> **EXTRACTED RECORDS**
● ● ● ● ● ● ●

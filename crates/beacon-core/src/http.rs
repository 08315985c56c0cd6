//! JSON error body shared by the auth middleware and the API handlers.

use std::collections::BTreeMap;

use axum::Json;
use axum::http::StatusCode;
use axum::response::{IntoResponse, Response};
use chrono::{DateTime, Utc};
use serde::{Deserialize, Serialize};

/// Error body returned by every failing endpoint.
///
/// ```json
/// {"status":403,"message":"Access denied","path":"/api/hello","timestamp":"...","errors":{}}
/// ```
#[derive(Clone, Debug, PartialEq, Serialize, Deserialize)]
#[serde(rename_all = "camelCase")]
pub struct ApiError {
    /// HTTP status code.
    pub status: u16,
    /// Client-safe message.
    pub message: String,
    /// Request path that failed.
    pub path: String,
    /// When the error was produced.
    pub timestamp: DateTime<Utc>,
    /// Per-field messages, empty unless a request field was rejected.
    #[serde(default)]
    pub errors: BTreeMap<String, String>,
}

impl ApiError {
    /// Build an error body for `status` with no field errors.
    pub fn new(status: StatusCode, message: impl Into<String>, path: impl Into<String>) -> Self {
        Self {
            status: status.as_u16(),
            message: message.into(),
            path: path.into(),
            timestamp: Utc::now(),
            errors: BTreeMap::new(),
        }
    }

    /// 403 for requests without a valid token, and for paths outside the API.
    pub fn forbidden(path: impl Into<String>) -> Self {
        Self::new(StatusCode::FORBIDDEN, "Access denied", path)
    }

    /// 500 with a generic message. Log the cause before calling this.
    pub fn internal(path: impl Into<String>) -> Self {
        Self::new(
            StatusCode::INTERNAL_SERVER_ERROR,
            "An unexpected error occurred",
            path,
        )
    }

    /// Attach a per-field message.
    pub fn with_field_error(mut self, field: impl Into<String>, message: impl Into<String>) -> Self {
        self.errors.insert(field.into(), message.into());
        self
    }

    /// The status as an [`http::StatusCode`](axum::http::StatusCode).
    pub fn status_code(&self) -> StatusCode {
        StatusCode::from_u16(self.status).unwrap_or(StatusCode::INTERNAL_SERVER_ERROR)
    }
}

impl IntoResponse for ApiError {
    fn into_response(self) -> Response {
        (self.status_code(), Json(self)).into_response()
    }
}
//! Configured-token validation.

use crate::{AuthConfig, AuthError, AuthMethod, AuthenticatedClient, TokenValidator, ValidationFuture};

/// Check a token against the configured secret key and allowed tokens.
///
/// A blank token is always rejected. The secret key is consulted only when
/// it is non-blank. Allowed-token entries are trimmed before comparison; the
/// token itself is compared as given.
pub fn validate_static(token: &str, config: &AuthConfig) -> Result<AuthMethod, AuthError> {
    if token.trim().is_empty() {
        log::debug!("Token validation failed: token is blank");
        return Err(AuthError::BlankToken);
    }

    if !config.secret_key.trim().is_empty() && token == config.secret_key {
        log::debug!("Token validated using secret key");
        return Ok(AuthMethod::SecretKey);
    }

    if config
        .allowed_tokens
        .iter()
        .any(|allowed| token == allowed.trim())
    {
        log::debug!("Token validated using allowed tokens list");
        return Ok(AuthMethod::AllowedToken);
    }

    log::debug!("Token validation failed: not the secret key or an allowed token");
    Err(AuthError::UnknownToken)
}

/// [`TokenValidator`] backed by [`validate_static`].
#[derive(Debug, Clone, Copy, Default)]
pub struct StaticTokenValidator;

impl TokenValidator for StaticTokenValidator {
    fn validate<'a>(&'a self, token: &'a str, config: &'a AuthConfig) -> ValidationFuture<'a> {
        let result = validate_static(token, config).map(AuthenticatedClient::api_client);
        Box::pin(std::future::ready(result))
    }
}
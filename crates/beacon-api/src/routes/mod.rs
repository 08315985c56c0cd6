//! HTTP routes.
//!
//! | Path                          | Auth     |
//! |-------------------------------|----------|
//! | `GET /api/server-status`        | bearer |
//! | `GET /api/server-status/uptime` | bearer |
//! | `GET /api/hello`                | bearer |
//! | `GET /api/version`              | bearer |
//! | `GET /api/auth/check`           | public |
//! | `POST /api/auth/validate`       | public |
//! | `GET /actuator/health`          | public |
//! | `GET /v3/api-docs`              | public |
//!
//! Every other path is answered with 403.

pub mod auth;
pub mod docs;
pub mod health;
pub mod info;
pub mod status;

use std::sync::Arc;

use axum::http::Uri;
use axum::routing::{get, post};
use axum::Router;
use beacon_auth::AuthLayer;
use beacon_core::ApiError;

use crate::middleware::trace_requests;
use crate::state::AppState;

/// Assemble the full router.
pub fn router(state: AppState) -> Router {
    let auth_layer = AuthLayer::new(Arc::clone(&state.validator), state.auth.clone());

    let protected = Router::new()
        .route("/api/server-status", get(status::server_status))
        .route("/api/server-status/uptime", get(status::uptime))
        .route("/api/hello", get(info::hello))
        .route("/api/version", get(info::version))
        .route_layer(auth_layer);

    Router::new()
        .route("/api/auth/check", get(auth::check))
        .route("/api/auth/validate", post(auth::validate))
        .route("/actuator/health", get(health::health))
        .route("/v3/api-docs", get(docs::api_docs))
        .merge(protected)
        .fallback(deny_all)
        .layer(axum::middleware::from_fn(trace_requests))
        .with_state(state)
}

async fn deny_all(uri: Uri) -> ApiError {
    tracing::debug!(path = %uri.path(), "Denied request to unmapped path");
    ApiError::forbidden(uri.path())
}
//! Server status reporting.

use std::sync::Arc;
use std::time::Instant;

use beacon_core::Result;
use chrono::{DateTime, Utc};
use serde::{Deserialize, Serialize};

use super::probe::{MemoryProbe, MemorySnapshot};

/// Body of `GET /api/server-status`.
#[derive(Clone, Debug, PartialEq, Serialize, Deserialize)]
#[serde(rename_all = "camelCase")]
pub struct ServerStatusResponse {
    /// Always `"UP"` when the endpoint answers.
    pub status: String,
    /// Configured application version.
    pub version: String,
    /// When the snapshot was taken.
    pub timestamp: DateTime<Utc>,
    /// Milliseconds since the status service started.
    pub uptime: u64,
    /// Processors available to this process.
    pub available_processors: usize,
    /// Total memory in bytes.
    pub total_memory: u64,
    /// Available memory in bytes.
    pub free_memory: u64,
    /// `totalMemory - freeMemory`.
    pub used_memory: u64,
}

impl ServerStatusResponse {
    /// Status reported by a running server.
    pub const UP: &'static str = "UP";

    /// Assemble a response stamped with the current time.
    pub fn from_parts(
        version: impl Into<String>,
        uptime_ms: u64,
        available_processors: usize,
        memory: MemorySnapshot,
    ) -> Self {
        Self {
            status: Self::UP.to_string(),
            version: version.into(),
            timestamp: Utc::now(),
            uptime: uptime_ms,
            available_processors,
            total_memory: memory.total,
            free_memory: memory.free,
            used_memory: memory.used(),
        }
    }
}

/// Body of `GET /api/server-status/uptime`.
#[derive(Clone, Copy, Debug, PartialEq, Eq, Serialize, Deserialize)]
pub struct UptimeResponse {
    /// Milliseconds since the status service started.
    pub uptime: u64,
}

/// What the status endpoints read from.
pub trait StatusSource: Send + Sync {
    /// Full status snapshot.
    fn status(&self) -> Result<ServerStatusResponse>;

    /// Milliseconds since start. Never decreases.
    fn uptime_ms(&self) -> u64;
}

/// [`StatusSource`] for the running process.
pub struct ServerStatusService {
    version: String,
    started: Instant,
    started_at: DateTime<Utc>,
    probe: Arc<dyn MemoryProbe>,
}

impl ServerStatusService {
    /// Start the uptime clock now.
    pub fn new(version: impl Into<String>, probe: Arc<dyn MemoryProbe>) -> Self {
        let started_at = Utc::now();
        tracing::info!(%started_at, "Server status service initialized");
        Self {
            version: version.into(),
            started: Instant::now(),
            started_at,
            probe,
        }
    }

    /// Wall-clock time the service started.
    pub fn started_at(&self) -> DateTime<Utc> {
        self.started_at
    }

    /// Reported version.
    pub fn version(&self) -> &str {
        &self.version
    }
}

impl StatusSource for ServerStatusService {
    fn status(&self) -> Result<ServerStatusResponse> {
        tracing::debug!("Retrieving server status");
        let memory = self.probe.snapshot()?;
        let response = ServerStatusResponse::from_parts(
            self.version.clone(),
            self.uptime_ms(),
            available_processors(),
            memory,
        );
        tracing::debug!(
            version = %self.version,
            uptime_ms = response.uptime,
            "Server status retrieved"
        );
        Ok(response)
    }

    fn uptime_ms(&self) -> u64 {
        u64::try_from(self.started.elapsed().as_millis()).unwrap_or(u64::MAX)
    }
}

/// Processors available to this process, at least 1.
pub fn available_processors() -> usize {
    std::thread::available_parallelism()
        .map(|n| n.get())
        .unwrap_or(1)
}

● ● ● ● ● ● ●

> **INSTRUCTIONS TO FOLLOW**
Return, from the data above, each line in which the string "AuthConfig" appears.

> **ANSWER SECTION**
use crate::{AuthConfig, AuthError, AuthMethod, AuthenticatedClient, TokenValidator, ValidationFuture};
pub fn validate_static(token: &str, config: &AuthConfig) -> Result<AuthMethod, AuthError> {
    fn validate<'a>(&'a self, token: &'a str, config: &'a AuthConfig) -> ValidationFuture<'a> {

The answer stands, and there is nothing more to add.